Le différentiel de croissance de productivité entre l'UE et les États-Unis depuis 1995
résulte principalement de tendances divergentes en ce qui concerne la productivité totale
des facteurs (PTF) - une mesure de l'efficience avec laquelle tous les facteurs, y compris la
main d'œuvre, l'équipement destiné à l'information et la communication (capital TIC) et le
capital traditionnel (équipement et structures) sont utilisés. Les différences entre les deux
économies en ce qui concerne la croissance du capital par travailleur jouent un rôle beaucoup
moins déterminant pour expliquer l'écart de productivité. Néanmoins, une ventilation de la
contribution des services en capitaux montre un glissement des capitaux traditionnels vers les
capitaux liés aux TIC aux États-Unis, en particulier dans le secteur des services privés, alors
que l'on n'observe pas de tendance similaire en Europe. Dans la mesure où les capitaux liés
aux TIC favorisent la productivité, ce glissement peut également contribuer à expliquer l'écart
de productivité croissant entre les deux économies.

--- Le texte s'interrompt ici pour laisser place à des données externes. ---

//! Unit of work: one database transaction per logical scope.

use async_trait::async_trait;
use repokit::{RepoEntity, SeaOrmRepository};
use sea_orm::{DatabaseTransaction, TransactionTrait};
use tracing::debug;

use crate::{DbHandle, Result};

/// An open transaction. Repositories taken from it write inside the
/// transaction; nothing is visible to other connections until
/// [`commit`](Self::commit). Dropping it without committing rolls back.
pub struct UnitOfWork {
    tx: DatabaseTransaction,
}

impl UnitOfWork {
    pub fn new(tx: DatabaseTransaction) -> Self {
        Self { tx }
    }

    /// Repository bound to this transaction.
    pub fn repository<E: RepoEntity>(&self) -> SeaOrmRepository<E, &DatabaseTransaction> {
        SeaOrmRepository::new(&self.tx)
    }

    pub fn connection(&self) -> &DatabaseTransaction {
        &self.tx
    }

    pub async fn commit(self) -> Result<()> {
        self.tx.commit().await?;
        debug!("unit of work committed");
        Ok(())
    }

    pub async fn rollback(self) -> Result<()> {
        self.tx.rollback().await?;
        debug!("unit of work rolled back");
        Ok(())
    }
}

impl std::fmt::Debug for UnitOfWork {
    fn fmt(&self, f: &mut std::fmt::Formatter<'_>) -> std::fmt::Result {
        f.debug_struct("UnitOfWork").finish_non_exhaustive()
    }
}

/// Opens units of work. This is what gets registered in the hub.
#[async_trait]
pub trait UnitOfWorkFactory: Send + Sync {
    async fn begin(&self) -> Result<UnitOfWork>;
}

#[async_trait]
impl UnitOfWorkFactory for DbHandle {
    async fn begin(&self) -> Result<UnitOfWork> {
        let tx = self.sea().begin().await?;
        debug!(engine = ?self.engine(), "unit of work started");
        Ok(UnitOfWork::new(tx))
    }
}
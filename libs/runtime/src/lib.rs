//! Host plumbing shared by repokit binaries: layered config and logging.

pub mod config;
pub mod logging;

pub use config::{AppConfig, CliArgs, LoggingConfig, PagingConfig, Section};
pub use logging::init_logging_from_config;
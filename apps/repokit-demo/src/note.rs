//! Sample entity the demo seeds and lists.

use sea_orm::entity::prelude::*;
use serde::Serialize;

#[derive(Clone, Debug, PartialEq, Eq, DeriveEntityModel, Serialize)]
#[sea_orm(table_name = "notes")]
pub struct Model {
    #[sea_orm(primary_key)]
    pub id: i32,
    pub title: String,
    pub body: String,
    pub pinned: bool,
}

#[derive(Copy, Clone, Debug, EnumIter, DeriveRelation)]
pub enum Relation {}

impl ActiveModelBehavior for ActiveModel {}

impl repokit::RepoEntity for Entity {
    type Id = i32;

    fn id_column() -> Column {
        Column::Id
    }

    fn id_of(model: &Model) -> i32 {
        model.id
    }
}

/// Unsaved note; the id is assigned by the database.
pub fn draft(title: impl Into<String>, body: impl Into<String>, pinned: bool) -> Model {
    Model {
        id: 0,
        title: title.into(),
        body: body.into(),
        pinned,
    }
}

Le différentiel de croissance de la PTF entre l'UE et les États-Unis peut être presque
totalement attribué à des résultats médiocres de quelques secteurs seulement, tandis que
les structures économiques, la taille comparative des secteurs et les aspects liés à la
réglementation jouent un rôle fondamental. Une analyse détaillée par secteur montre que
ceci concerne principalement le commerce de gros et de détail, l'immobilier et les autres
services destinés aux entreprises, l'équipement électrique et optique (qui englobe les
semi-conducteurs, le principal secteur producteur de TIC) et dans une moindre mesure les
services financiers. Le faible niveau des dépenses privées de R&D dans le domaine des TIC
en Europe par rapport aux États-Unis est principalement dû aux différences de structure
industrielle, notamment la taille réduite du secteur des hautes technologies dans l’UE. Les
questions liées à la réglementation, notamment les règles en matière d'entrée et de sortie du
marché, semblent jouer un rôle dans les services financiers et les services aux entreprises,
tandis que la faible productivité des secteurs du commerce de gros et de détail de l'UE
s'explique en partie par les limites à l'utilisation des économies d'échelle. En revanche, il est
positif de constater que l'UE a été nettement plus performante que les États-Unis en ce qui
concerne les industries de réseau, notamment grâce à des améliorations de l'efficience liées à
la déréglementation opérée durant les deux dernières décennies.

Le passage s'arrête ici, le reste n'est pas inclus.